Report every line of the data that includes "derive".

**Provided data:**
◇ ◇ ◇
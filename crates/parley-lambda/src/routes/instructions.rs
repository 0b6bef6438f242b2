use axum::body::Bytes;
use axum::extract::{Path, State};
use axum::{Extension, Json};
use serde::{Deserialize, Serialize};
use uuid::Uuid;

use parley_chat::projects;

use crate::error::ApiError;
use crate::middleware::caller::Caller;
use crate::state::AppState;

#[derive(Debug, Default, Serialize, Deserialize)]
pub struct InstructionsBody {
    #[serde(default)]
    pub instructions: Option<String>,
}

#[derive(Debug, Serialize)]
pub struct Updated {
    pub success: bool,
}

pub async fn get_instructions(
    State(state): State<AppState>,
    Extension(caller): Extension<Caller>,
    Path(project_id): Path<Uuid>,
) -> Result<Json<InstructionsBody>, ApiError> {
    let instructions =
        projects::get_instructions(state.chat.store.as_ref(), project_id, caller.id).await?;
    Ok(Json(InstructionsBody { instructions }))
}

pub async fn update_instructions(
    State(state): State<AppState>,
    Extension(caller): Extension<Caller>,
    Path(project_id): Path<Uuid>,
    body: Bytes,
) -> Result<Json<Updated>, ApiError> {
    let body: InstructionsBody = super::json_body(&body)?;
    projects::update_instructions(
        state.chat.store.as_ref(),
        project_id,
        caller.id,
        body.instructions,
    )
    .await?;
    Ok(Json(Updated { success: true }))
}
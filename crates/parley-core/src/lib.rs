//! parley-core
//!
//! Pure domain types, request validation, and storage key conventions.
//! No AWS SDK or HTTP dependency; this is the shared vocabulary of Parley.

pub mod error;
pub mod keys;
pub mod models;
pub mod validation;
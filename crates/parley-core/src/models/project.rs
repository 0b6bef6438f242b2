use serde::{Deserialize, Serialize};
use ts_rs::TS;
use uuid::Uuid;

/// A named workspace with its own documents and custom instructions.
#[derive(Debug, Clone, PartialEq, Serialize, Deserialize, TS)]
#[serde(rename_all = "camelCase")]
#[ts(export)]
pub struct Project {
    pub id: Uuid,
    pub owner_id: Uuid,
    pub name: String,
    #[serde(default)]
    pub description: Option<String>,
    /// Identifier of the project's document index, if files were ingested.
    #[serde(default)]
    pub vector_store_id: Option<String>,
    #[serde(default)]
    pub deleted_at: Option<jiff::Timestamp>,
    pub created_at: jiff::Timestamp,
    pub updated_at: jiff::Timestamp,
}

impl Project {
    pub fn is_deleted(&self) -> bool {
        self.deleted_at.is_some()
    }

    /// Visible to `caller`: owned by them and not soft-deleted.
    pub fn is_visible_to(&self, caller: Uuid) -> bool {
        self.owner_id == caller && !self.is_deleted()
    }
}

/// The single custom-instructions record kept per project.
#[derive(Debug, Clone, PartialEq, Serialize, Deserialize, TS)]
#[serde(rename_all = "camelCase")]
#[ts(export)]
pub struct ProjectInstructions {
    pub project_id: Uuid,
    #[serde(default)]
    pub instructions: Option<String>,
    pub updated_at: jiff::Timestamp,
    #[serde(default)]
    pub updated_by: Option<Uuid>,
}
use jiff::Timestamp;
use tracing::debug;
use uuid::Uuid;

use parley_core::keys;
use parley_core::models::chat::ProjectChat;
use parley_core::models::message::ProjectMessage;
use parley_core::models::project::{Project, ProjectInstructions};

use crate::error::StorageError;
use crate::objects::S3Objects;
use crate::store::{BoxFuture, ProjectStore};

/// [`ProjectStore`] over JSON documents in S3, laid out per [`keys`].
#[derive(Clone)]
pub struct S3ProjectStore {
    objects: S3Objects,
}

impl S3ProjectStore {
    pub fn new(client: aws_sdk_s3::Client, bucket: impl Into<String>) -> Self {
        Self {
            objects: S3Objects::new(client, bucket),
        }
    }

    async fn load_all<T: serde::de::DeserializeOwned>(
        &self,
        prefix: &str,
    ) -> Result<Vec<T>, StorageError> {
        let keys = self.objects.list_keys(prefix).await?;

        let mut items = Vec::with_capacity(keys.len());
        for key in &keys {
            // A key listed a moment ago may be gone by now; skip it.
            if let Some(item) = self.objects.get_json(key).await? {
                items.push(item);
            }
        }
        Ok(items)
    }
}

impl ProjectStore for S3ProjectStore {
    fn find_project(
        &self,
        project_id: Uuid,
        owner_id: Uuid,
    ) -> BoxFuture<'_, Result<Option<Project>, StorageError>> {
        Box::pin(async move {
            let project: Option<Project> = self.objects.get_json(&keys::project(project_id)).await?;
            Ok(project.filter(|p| p.is_visible_to(owner_id)))
        })
    }

    fn put_project(&self, project: Project) -> BoxFuture<'_, Result<(), StorageError>> {
        Box::pin(async move {
            self.objects
                .put_json(&keys::project(project.id), &project)
                .await
        })
    }

    fn find_chat(
        &self,
        chat_id: Uuid,
        project_id: Uuid,
    ) -> BoxFuture<'_, Result<Option<ProjectChat>, StorageError>> {
        Box::pin(async move {
            let chat: Option<ProjectChat> = self
                .objects
                .get_json(&keys::project_chat(project_id, chat_id))
                .await?;
            Ok(chat.filter(|c| c.project_id == project_id && !c.is_deleted()))
        })
    }

    fn put_chat(&self, chat: ProjectChat) -> BoxFuture<'_, Result<(), StorageError>> {
        Box::pin(async move {
            self.objects
                .put_json(&keys::project_chat(chat.project_id, chat.id), &chat)
                .await
        })
    }

    fn list_chats(
        &self,
        project_id: Uuid,
    ) -> BoxFuture<'_, Result<Vec<ProjectChat>, StorageError>> {
        Box::pin(async move {
            let mut chats: Vec<ProjectChat> = self
                .load_all(&keys::project_chats_prefix(project_id))
                .await?;
            chats.retain(|c| !c.is_deleted());
            chats.sort_by(|a, b| b.updated_at.cmp(&a.updated_at));
            Ok(chats)
        })
    }

    fn touch_chat(
        &self,
        project_id: Uuid,
        chat_id: Uuid,
        at: Timestamp,
    ) -> BoxFuture<'_, Result<(), StorageError>> {
        Box::pin(async move {
            let key = keys::project_chat(project_id, chat_id);
            let mut chat: ProjectChat = self
                .objects
                .get_json(&key)
                .await?
                .ok_or_else(|| StorageError::NotFound { key: key.clone() })?;
            chat.updated_at = at;
            self.objects.put_json(&key, &chat).await?;
            debug!(chat_id = %chat_id, "chat activity bumped");
            Ok(())
        })
    }

    fn get_instructions(
        &self,
        project_id: Uuid,
    ) -> BoxFuture<'_, Result<Option<ProjectInstructions>, StorageError>> {
        Box::pin(async move {
            self.objects
                .get_json(&keys::project_instructions(project_id))
                .await
        })
    }

    fn put_instructions(
        &self,
        instructions: ProjectInstructions,
    ) -> BoxFuture<'_, Result<(), StorageError>> {
        Box::pin(async move {
            self.objects
                .put_json(
                    &keys::project_instructions(instructions.project_id),
                    &instructions,
                )
                .await
        })
    }

    fn append_message(&self, message: ProjectMessage) -> BoxFuture<'_, Result<(), StorageError>> {
        Box::pin(async move {
            let key = keys::chat_message(message.chat_id, message.created_at, message.id);
            self.objects.put_json(&key, &message).await
        })
    }

    fn list_messages(
        &self,
        chat_id: Uuid,
    ) -> BoxFuture<'_, Result<Vec<ProjectMessage>, StorageError>> {
        Box::pin(async move {
            let mut messages: Vec<ProjectMessage> =
                self.load_all(&keys::chat_messages_prefix(chat_id)).await?;
            messages.sort_by(|a, b| a.created_at.cmp(&b.created_at));
            Ok(messages)
        })
    }
}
◇ ◇ ◇
**Exercise output:**
#[derive(Debug, Default, Serialize, Deserialize)]
#[derive(Debug, Serialize)]
#[derive(Debug, Clone, PartialEq, Serialize, Deserialize, TS)]
#[derive(Debug, Clone, PartialEq, Serialize, Deserialize, TS)]
#[derive(Clone)]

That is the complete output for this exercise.